I’m no longer using my beloved linen wallpaper and have replaced it with the default background from El Capitan, which can be found in Stephen Hackett’s macOS wallpaper collection. The linen texture shines as a backdrop for text and icons, but doesn’t hold up well on its own. I was already using the El Cap wallpaper on my lock screen and now that there are no icons or text to obscure it, I thought it was fitting to use on my home screen as well.
I’ve been enjoying the setup so far. At least for the most part. I like having quick access to more applications — twelve in the dock’s top-level, rather than the ten I had before. And I actually like having a folder in the dock where I can place less frequently used applications that I might want to open in Split View — a process which is significantly better when the second app you’re launching is located in the dock. But I don’t really feel like I’m making good use of the system’s capabilities.
On the Mac, I often utilized the desktop as a temporary holding place for all of the files I was working with. They were easy to find — often just a ⌘+H away — and because I kept my desktop tidy, I was never distracted by any superfluous documents. But on iOS, app icons are the only items that can be placed on the home screen and not having any there feels like a waste.
And this home screen strategy also introduces an additional interaction to reach certain apps. A handful of my frequently used apps, that were previously just a single home button click away, now require a swipe and a tap before I can launch them. Having a folder in the dock is useful for quickly launching more apps into Split View, but it can get in the way if you’re just trying to launch an app that could have alternatively been placed on your home screen.
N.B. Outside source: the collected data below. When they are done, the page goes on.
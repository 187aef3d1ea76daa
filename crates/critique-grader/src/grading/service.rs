use std::sync::Arc;

use serde::{Deserialize, Serialize};
use tracing::{debug, info, warn};

use super::cache::{CacheError, ScoreCache};
use super::digest::snapshot_digest;
use super::domain::{Annotation, MatchResult, RubricItem, ScoringResult};
use super::engine::{ScoringEngine, Submission, SubmissionScore};
use super::validation::ScoringError;

/// Annotations and rubric for one text, as sent to the match endpoint.
#[derive(Debug, Clone, PartialEq, Serialize, Deserialize)]
#[serde(rename_all = "camelCase")]
pub struct MatchRequest {
    #[serde(default)]
    pub annotations: Vec<Annotation>,
    #[serde(default)]
    pub rubric_items: Vec<RubricItem>,
}

/// Everything needed to score one student's work on one text.
#[derive(Debug, Clone, PartialEq, Serialize, Deserialize)]
#[serde(rename_all = "camelCase")]
pub struct ScoreRequest {
    #[serde(default)]
    pub annotations: Vec<Annotation>,
    #[serde(default)]
    pub rubric_items: Vec<RubricItem>,
    pub text_length: usize,
}

/// A whole class's submissions on one text and its rubric.
#[derive(Debug, Clone, PartialEq, Serialize, Deserialize)]
#[serde(rename_all = "camelCase")]
pub struct ClassScoreRequest {
    #[serde(default)]
    pub submissions: Vec<Submission>,
    #[serde(default)]
    pub rubric_items: Vec<RubricItem>,
    pub text_length: usize,
}

/// Score plus the snapshot digest it is cached under.
#[derive(Debug, Clone, PartialEq, Serialize, Deserialize)]
#[serde(rename_all = "camelCase")]
pub struct ScoredText {
    pub digest: String,
    pub cached: bool,
    pub result: ScoringResult,
}

/// Service composing the scoring engine and a score cache.
pub struct GradingService<C> {
    engine: Arc<ScoringEngine>,
    cache: Arc<C>,
}

impl<C> GradingService<C>
where
    C: ScoreCache + 'static,
{
    pub fn new(engine: ScoringEngine, cache: Arc<C>) -> Self {
        Self {
            engine: Arc::new(engine),
            cache,
        }
    }

    pub fn engine(&self) -> &ScoringEngine {
        &self.engine
    }

    pub fn match_text(&self, request: &MatchRequest) -> Result<Vec<MatchResult>, GradingServiceError> {
        let matches = self
            .engine
            .match_annotations(&request.annotations, &request.rubric_items)
            .inspect_err(|err| warn!(%err, "match request rejected"))?;
        Ok(matches)
    }

    /// Score a snapshot, reusing a cached result when the exact snapshot was scored before.
    pub fn score_text(&self, request: &ScoreRequest) -> Result<ScoredText, GradingServiceError> {
        let digest = snapshot_digest(
            &request.annotations,
            &request.rubric_items,
            request.text_length,
        );

        if let Some(result) = self.cache.get(&digest)? {
            debug!(%digest, "score served from cache");
            return Ok(ScoredText {
                digest,
                cached: true,
                result,
            });
        }

        let result = self
            .engine
            .score(
                &request.annotations,
                &request.rubric_items,
                request.text_length,
            )
            .inspect_err(|err| warn!(%digest, %err, "score request rejected"))?;

        info!(
            %digest,
            normalized_final = result.normalized_final,
            matches = result.matches.len(),
            "scored annotations"
        );
        self.cache.put(digest.clone(), result.clone())?;

        Ok(ScoredText {
            digest,
            cached: false,
            result,
        })
    }

    pub fn score_class(&self, request: &ClassScoreRequest) -> Vec<SubmissionScore> {
        let scores = self.engine.score_class(
            &request.submissions,
            &request.rubric_items,
            request.text_length,
        );
        info!(
            submissions = scores.len(),
            rejected = scores.iter().filter(|score| score.error.is_some()).count(),
            "scored class"
        );
        scores
    }
}

/// Error raised by the grading service.
#[derive(Debug, thiserror::Error)]
pub enum GradingServiceError {
    #[error(transparent)]
    Invalid(#[from] ScoringError),
    #[error(transparent)]
    Cache(#[from] CacheError),
}
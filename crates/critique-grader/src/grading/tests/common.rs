use std::collections::HashMap;
use std::sync::{Arc, Mutex};

use axum::response::Response;
use serde_json::Value;

use crate::grading::cache::{CacheError, ScoreCache};
use crate::grading::domain::{
    Annotation, AnnotationType, Evidence, RubricItem, ScoringResult, Severity,
};
use crate::grading::engine::ScoringEngine;
use crate::grading::service::GradingService;

/// Filler note of exactly `len` characters that yields no keyword tokens.
pub(super) fn filler_note(len: usize) -> String {
    "ab ".repeat(len / 3 + 1)[..len].to_string()
}

pub(super) fn annotation(
    id: &str,
    kind: AnnotationType,
    start: usize,
    end: usize,
    note: &str,
) -> Annotation {
    Annotation {
        id: id.to_string(),
        kind,
        location_start: start,
        location_end: end,
        selected_text: String::new(),
        note: note.to_string(),
        evidence: Vec::new(),
    }
}

pub(super) fn with_evidence(mut annotation: Annotation) -> Annotation {
    annotation.evidence.push(Evidence {
        id: format!("{}-ev", annotation.id),
        kind: "link".to_string(),
        content: "https://data.example.org/labour-survey".to_string(),
    });
    annotation
}

pub(super) fn rubric_item(
    id: &str,
    severity: Severity,
    category: &str,
    start: usize,
    end: usize,
    description: &str,
) -> RubricItem {
    RubricItem {
        id: id.to_string(),
        pass_source: "audit:pass-1".to_string(),
        severity,
        category: category.to_string(),
        location_start: start,
        location_end: end,
        description: description.to_string(),
        confirmed: true,
    }
}

/// Critical factual issue over `[0, 40)`.
pub(super) fn fabricated_statistic() -> RubricItem {
    rubric_item(
        "r-stat",
        Severity::Critical,
        "unverifiable_statistic",
        0,
        40,
        "Fabricated unemployment statistic",
    )
}

/// Catches `fabricated_statistic` with quality 8: aligned (+3), note of 38 chars (+2),
/// evidence (+2), strong overlap with a note too short for the top award (+1).
pub(super) fn statistic_catch() -> Annotation {
    with_evidence(annotation(
        "a-stat",
        AnnotationType::Error,
        0,
        40,
        "Fabricated unemployment statistic here",
    ))
}

pub(super) fn scoring_engine() -> ScoringEngine {
    ScoringEngine::default()
}

#[derive(Default, Clone)]
pub(super) struct MemoryCache {
    pub(super) entries: Arc<Mutex<HashMap<String, ScoringResult>>>,
}

impl ScoreCache for MemoryCache {
    fn get(&self, digest: &str) -> Result<Option<ScoringResult>, CacheError> {
        let guard = self.entries.lock().expect("cache mutex poisoned");
        Ok(guard.get(digest).cloned())
    }

    fn put(&self, digest: String, result: ScoringResult) -> Result<(), CacheError> {
        let mut guard = self.entries.lock().expect("cache mutex poisoned");
        guard.insert(digest, result);
        Ok(())
    }
}

pub(super) struct UnavailableCache;

impl ScoreCache for UnavailableCache {
    fn get(&self, _digest: &str) -> Result<Option<ScoringResult>, CacheError> {
        Err(CacheError::Unavailable("cache offline".to_string()))
    }

    fn put(&self, _digest: String, _result: ScoringResult) -> Result<(), CacheError> {
        Err(CacheError::Unavailable("cache offline".to_string()))
    }
}

pub(super) fn build_service() -> (GradingService<MemoryCache>, Arc<MemoryCache>) {
    let cache = Arc::new(MemoryCache::default());
    let service = GradingService::new(scoring_engine(), cache.clone());
    (service, cache)
}

pub(super) async fn read_json_body(response: Response) -> Value {
    let body = axum::body::to_bytes(response.into_body(), 64 * 1024)
        .await
        .expect("read body");
    serde_json::from_slice(&body).expect("json payload")
}
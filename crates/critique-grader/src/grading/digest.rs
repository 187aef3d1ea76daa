use sha2::{Digest, Sha256};

use super::domain::{Annotation, RubricItem};

fn update_str(hasher: &mut Sha256, value: &str) {
    hasher.update((value.len() as u64).to_le_bytes());
    hasher.update(value.as_bytes());
}

fn update_usize(hasher: &mut Sha256, value: usize) {
    hasher.update((value as u64).to_le_bytes());
}

/// Hex SHA-256 over every input field that can influence a score.
///
/// Strings are length-prefixed so field boundaries cannot be forged. Record order is
/// hashed as given; callers that want order-insensitive keys should sort first.
pub fn snapshot_digest(
    annotations: &[Annotation],
    rubric_items: &[RubricItem],
    text_length: usize,
) -> String {
    let mut hasher = Sha256::new();
    update_usize(&mut hasher, text_length);

    update_usize(&mut hasher, annotations.len());
    for annotation in annotations {
        update_str(&mut hasher, &annotation.id);
        update_str(&mut hasher, annotation.kind.label());
        update_usize(&mut hasher, annotation.location_start);
        update_usize(&mut hasher, annotation.location_end);
        update_str(&mut hasher, &annotation.selected_text);
        update_str(&mut hasher, &annotation.note);
        update_usize(&mut hasher, annotation.evidence.len());
        for evidence in &annotation.evidence {
            update_str(&mut hasher, &evidence.id);
            update_str(&mut hasher, &evidence.kind);
            update_str(&mut hasher, &evidence.content);
        }
    }

    update_usize(&mut hasher, rubric_items.len());
    for item in rubric_items {
        update_str(&mut hasher, &item.id);
        update_str(&mut hasher, &item.pass_source);
        update_str(&mut hasher, &format!("{:?}", item.severity));
        update_str(&mut hasher, &item.category);
        update_usize(&mut hasher, item.location_start);
        update_usize(&mut hasher, item.location_end);
        update_str(&mut hasher, &item.description);
        hasher.update([u8::from(item.confirmed)]);
    }

    hex::encode(hasher.finalize())
}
I plan on living with my current setup for now, but in a week or two, there will almost certainly be app icons back on my home screen. I think my best plan of attack is to start moving apps out of the dock that I never open in Split View. That category of apps seems well-suited for the home screen. But I’ll have to see how it plays out when I actually start shifting things around.
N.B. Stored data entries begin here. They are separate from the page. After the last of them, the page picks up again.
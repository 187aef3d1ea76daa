use crate::grading::domain::AnnotationType;

/// Category / pass-source keyword fragments each annotation type is conceptually aligned with.
///
/// `Accepted` endorses a passage as-is and `Other` is unrecognized; neither aligns with
/// anything, so neither earns the alignment bonus.
pub fn aligned_fragments(kind: AnnotationType) -> &'static [&'static str] {
    match kind {
        AnnotationType::Error => &[
            "factual",
            "citation",
            "unverifiable_statistic",
            "statistic",
            "fabricat",
            "hallucinat",
            "accuracy",
        ],
        AnnotationType::Verified => &["factual", "citation", "unverifiable", "source"],
        AnnotationType::Alternative => &[
            "framing",
            "mechanism",
            "disciplinary",
            "perspective",
            "bias",
        ],
        AnnotationType::Gap => &["omission", "missing", "gap", "incomplete", "counterargument"],
        AnnotationType::Nuance => &[
            "framing",
            "mechanism",
            "disciplinary",
            "oversimplif",
            "overgeneraliz",
            "nuance",
        ],
        AnnotationType::Accepted | AnnotationType::Other => &[],
    }
}

/// Leading segment of a pass source such as `factual:pass-2` or `citation/llm`.
fn leading_segment(pass_source: &str) -> &str {
    pass_source
        .split([':', '/'])
        .next()
        .unwrap_or(pass_source)
}

/// True when any fragment for `kind` occurs in the category or the pass source's leading segment.
pub fn type_aligned(kind: AnnotationType, category: &str, pass_source: &str) -> bool {
    let category = category.to_lowercase();
    let source = leading_segment(pass_source).to_lowercase();

    aligned_fragments(kind)
        .iter()
        .any(|fragment| category.contains(fragment) || source.contains(fragment))
}
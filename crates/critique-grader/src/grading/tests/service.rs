use std::sync::Arc;

use super::common::*;
use crate::grading::cache::CacheError;
use crate::grading::digest::snapshot_digest;
use crate::grading::domain::AnnotationType;
use crate::grading::engine::Submission;
use crate::grading::service::{
    ClassScoreRequest, GradingService, GradingServiceError, MatchRequest, ScoreRequest,
};
use crate::grading::validation::ScoringError;

fn score_request() -> ScoreRequest {
    ScoreRequest {
        annotations: vec![statistic_catch()],
        rubric_items: vec![fabricated_statistic()],
        text_length: 100,
    }
}

#[test]
fn score_text_caches_by_snapshot_digest() {
    let (service, cache) = build_service();
    let request = score_request();

    let first = service.score_text(&request).expect("scores");
    let second = service.score_text(&request).expect("scores");

    assert!(!first.cached);
    assert!(second.cached);
    assert_eq!(first.digest, second.digest);
    assert_eq!(first.result, second.result);
    assert_eq!(
        first.digest,
        snapshot_digest(&request.annotations, &request.rubric_items, request.text_length)
    );
    assert_eq!(cache.entries.lock().expect("cache mutex poisoned").len(), 1);
}

#[test]
fn changed_snapshot_is_scored_again() {
    let (service, cache) = build_service();
    let mut request = score_request();
    let original = service.score_text(&request).expect("scores");

    request.annotations[0].note.push_str(" and uncited");
    let edited = service.score_text(&request).expect("scores");

    assert!(!edited.cached);
    assert_ne!(original.digest, edited.digest);
    assert_eq!(cache.entries.lock().expect("cache mutex poisoned").len(), 2);
}

#[test]
fn score_text_propagates_validation_errors_without_caching() {
    let (service, cache) = build_service();
    let mut request = score_request();
    request.text_length = 10;

    match service.score_text(&request) {
        Err(GradingServiceError::Invalid(ScoringError::SpanOutOfBounds { .. })) => {}
        other => panic!("expected out of bounds rejection, got {other:?}"),
    }
    assert!(cache.entries.lock().expect("cache mutex poisoned").is_empty());
}

#[test]
fn score_text_propagates_cache_failures() {
    let service = GradingService::new(scoring_engine(), Arc::new(UnavailableCache));

    match service.score_text(&score_request()) {
        Err(GradingServiceError::Cache(CacheError::Unavailable(_))) => {}
        other => panic!("expected cache failure, got {other:?}"),
    }
}

#[test]
fn match_text_returns_matches() {
    let (service, _) = build_service();
    let request = MatchRequest {
        annotations: vec![statistic_catch()],
        rubric_items: vec![fabricated_statistic()],
    };

    let matches = service.match_text(&request).expect("matches");

    assert_eq!(matches.len(), 1);
    assert_eq!(matches[0].rubric_item_id, "r-stat");
}

#[test]
fn score_class_isolates_invalid_submissions() {
    let (service, _) = build_service();
    let request = ClassScoreRequest {
        submissions: vec![
            Submission {
                submission_id: "student-1".to_string(),
                annotations: vec![statistic_catch()],
            },
            Submission {
                submission_id: "student-2".to_string(),
                annotations: vec![annotation("a-1", AnnotationType::Gap, 90, 20, "")],
            },
            Submission {
                submission_id: "student-3".to_string(),
                annotations: Vec::new(),
            },
        ],
        rubric_items: vec![fabricated_statistic()],
        text_length: 100,
    };

    let scores = service.score_class(&request);

    let ids: Vec<&str> = scores
        .iter()
        .map(|score| score.submission_id.as_str())
        .collect();
    assert_eq!(ids, vec!["student-1", "student-2", "student-3"]);
    assert_eq!(
        scores[0].result.as_ref().map(|result| result.normalized_final),
        Some(48.0)
    );
    assert!(scores[1].result.is_none());
    assert!(scores[1]
        .error
        .as_deref()
        .is_some_and(|error| error.contains("inverted span")));
    assert_eq!(
        scores[2].result.as_ref().map(|result| result.tier2_deductions),
        Some(-20.0)
    );
}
I’ve switched back to Tweetbot from Twitterrific. I wrote about it in early March, but in short, the folks at Iconfactory just made too many design decisions that I disagree with. Tweetbot is far from perfect, but it’s much closer than any other Twitter client available.
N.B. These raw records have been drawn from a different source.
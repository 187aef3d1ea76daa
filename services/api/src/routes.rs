use crate::infra::AppState;
use axum::http::{header, StatusCode};
use axum::response::IntoResponse;
use axum::Extension;
use axum::Json;
use critique_grader::grading::{grading_router, GradingService, ScoreCache};
use serde_json::json;
use std::sync::Arc;

pub(crate) fn with_grading_routes<C>(service: Arc<GradingService<C>>) -> axum::Router
where
    C: ScoreCache + 'static,
{
    grading_router(service)
        .route("/health", axum::routing::get(healthcheck))
        .route("/ready", axum::routing::get(readiness_endpoint))
        .route("/metrics", axum::routing::get(metrics_endpoint))
}

pub(crate) async fn healthcheck() -> Json<serde_json::Value> {
    Json(json!({ "status": "ok" }))
}

pub(crate) async fn readiness_endpoint(Extension(state): Extension<AppState>) -> impl IntoResponse {
    let ready = state.readiness.load(std::sync::atomic::Ordering::Relaxed);
    let status = if ready {
        StatusCode::OK
    } else {
        StatusCode::SERVICE_UNAVAILABLE
    };

    let payload = if ready {
        json!({ "status": "ready" })
    } else {
        json!({ "status": "initializing" })
    };

    (status, Json(payload))
}

pub(crate) async fn metrics_endpoint(Extension(state): Extension<AppState>) -> impl IntoResponse {
    (
        StatusCode::OK,
        [(header::CONTENT_TYPE, "text/plain; version=0.0.4")],
        state.metrics.render(),
    )
}

#[cfg(test)]
mod tests {
    use super::*;
    use crate::infra::InMemoryScoreCache;
    use critique_grader::grading::ScoringEngine;
    use tower::ServiceExt;

    fn router() -> (axum::Router, Arc<InMemoryScoreCache>) {
        let cache = Arc::new(InMemoryScoreCache::default());
        let service = Arc::new(GradingService::new(ScoringEngine::default(), cache.clone()));
        (with_grading_routes(service), cache)
    }

    async fn json_body(response: axum::response::Response) -> serde_json::Value {
        let body = axum::body::to_bytes(response.into_body(), 64 * 1024)
            .await
            .expect("read body");
        serde_json::from_slice(&body).expect("json payload")
    }

    #[tokio::test]
    async fn healthcheck_reports_ok() {
        let Json(body) = healthcheck().await;
        assert_eq!(body, json!({ "status": "ok" }));
    }

    #[tokio::test]
    async fn repeated_score_requests_hit_the_cache() {
        let (router, cache) = router();
        let payload = json!({
            "annotations": [{
                "id": "a-1",
                "type": "gap",
                "locationStart": 0,
                "locationEnd": 25,
                "note": "The article never mentions retraining outcomes",
                "evidence": [{ "id": "e-1", "type": "quote", "content": "OECD 2023" }]
            }],
            "rubricItems": [],
            "textLength": 100
        });

        let mut cached_flags = Vec::new();
        for _ in 0..2 {
            let request = axum::http::Request::post("/api/v1/grading/score")
                .header(header::CONTENT_TYPE, "application/json")
                .body(axum::body::Body::from(payload.to_string()))
                .expect("request builds");
            let response = router.clone().oneshot(request).await.expect("responds");
            assert_eq!(response.status(), StatusCode::OK);
            let body = json_body(response).await;
            assert_eq!(body["result"]["tier3Bonus"], json!(5.0));
            cached_flags.push(body["cached"].clone());
        }

        assert_eq!(cached_flags, vec![json!(false), json!(true)]);
        assert_eq!(cache.len(), 1);
    }

    #[tokio::test]
    async fn malformed_json_is_rejected_before_scoring() {
        let (router, cache) = router();
        let request = axum::http::Request::post("/api/v1/grading/score")
            .header(header::CONTENT_TYPE, "application/json")
            .body(axum::body::Body::from(r#"{ "annotations": "nope" }"#))
            .expect("request builds");

        let response = router.oneshot(request).await.expect("responds");

        assert!(response.status().is_client_error());
        assert_eq!(cache.len(), 0);
    }
}
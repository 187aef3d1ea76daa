use critique_grader::config::{load_scoring_config, ConfigError};
use critique_grader::grading::{CacheError, ScoreCache, ScoringConfig, ScoringResult};
use metrics_exporter_prometheus::PrometheusHandle;
use std::collections::HashMap;
use std::path::Path;
use std::sync::atomic::AtomicBool;
use std::sync::{Arc, Mutex};

#[derive(Clone)]
pub(crate) struct AppState {
    pub(crate) readiness: Arc<AtomicBool>,
    pub(crate) metrics: Arc<PrometheusHandle>,
}

/// Process-local score cache keyed by snapshot digest, bounded by `capacity` entries.
#[derive(Clone)]
pub(crate) struct InMemoryScoreCache {
    entries: Arc<Mutex<HashMap<String, ScoringResult>>>,
    capacity: usize,
}

impl InMemoryScoreCache {
    pub(crate) fn with_capacity(capacity: usize) -> Self {
        Self {
            entries: Arc::new(Mutex::new(HashMap::new())),
            capacity,
        }
    }

    #[cfg(test)]
    pub(crate) fn len(&self) -> usize {
        self.entries.lock().map(|guard| guard.len()).unwrap_or(0)
    }
}

impl Default for InMemoryScoreCache {
    fn default() -> Self {
        Self::with_capacity(10_000)
    }
}

impl ScoreCache for InMemoryScoreCache {
    fn get(&self, digest: &str) -> Result<Option<ScoringResult>, CacheError> {
        let guard = self
            .entries
            .lock()
            .map_err(|_| CacheError::Unavailable("score cache mutex poisoned".to_string()))?;
        Ok(guard.get(digest).cloned())
    }

    fn put(&self, digest: String, result: ScoringResult) -> Result<(), CacheError> {
        let mut guard = self
            .entries
            .lock()
            .map_err(|_| CacheError::Unavailable("score cache mutex poisoned".to_string()))?;
        // Digest keys never go stale; a full cache is simply cleared.
        if guard.len() >= self.capacity && !guard.contains_key(&digest) {
            guard.clear();
        }
        guard.insert(digest, result);
        Ok(())
    }
}

/// Scoring config from an explicit file, else the one carried by the app config.
pub(crate) fn resolve_scoring_config(
    path: Option<&Path>,
    fallback: ScoringConfig,
) -> Result<ScoringConfig, ConfigError> {
    match path {
        Some(path) => load_scoring_config(path),
        None => Ok(fallback),
    }
}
I’ve also been testing Monochrome for browsing Reddit on my iPhone. I downloaded it upon Matt Birchler’s recommendation and it’s a great app. As Matt notes, it handles GIFs quite well, playing them in-line without having to tap on them first. It sounds like a minor feature, but it really improves the Reddit experience.
I mentioned Calzy in last month’s update and it has become my go-to calculator app. It’s highly customizable and thoughtfully designed. I’m still a huge fan of Llumino and Calcbot, and I’ll probably use them again in the future, but Calzy has been a pleasant change of pace.
I’ve deleted Dribbble and Product Hunt from my devices. They’re decent apps, but I just never launched them. I suspect Dribbble will return when I start doing more web design work, but for now, I don’t need it.
I won’t go into the specifics, but my wife and I used some of our tax return money to open a Wealthfront account. We’ve had our eye on the service for quite some time and now that we own a home, we thought this was the perfect opportunity to start saving for the long-term. Wealthfront’s app is easy to use and looks gorgeous. I’m not going to recommend it exactly — you should always do your own research before making any investments — but I can say that we’ve been very happy with it.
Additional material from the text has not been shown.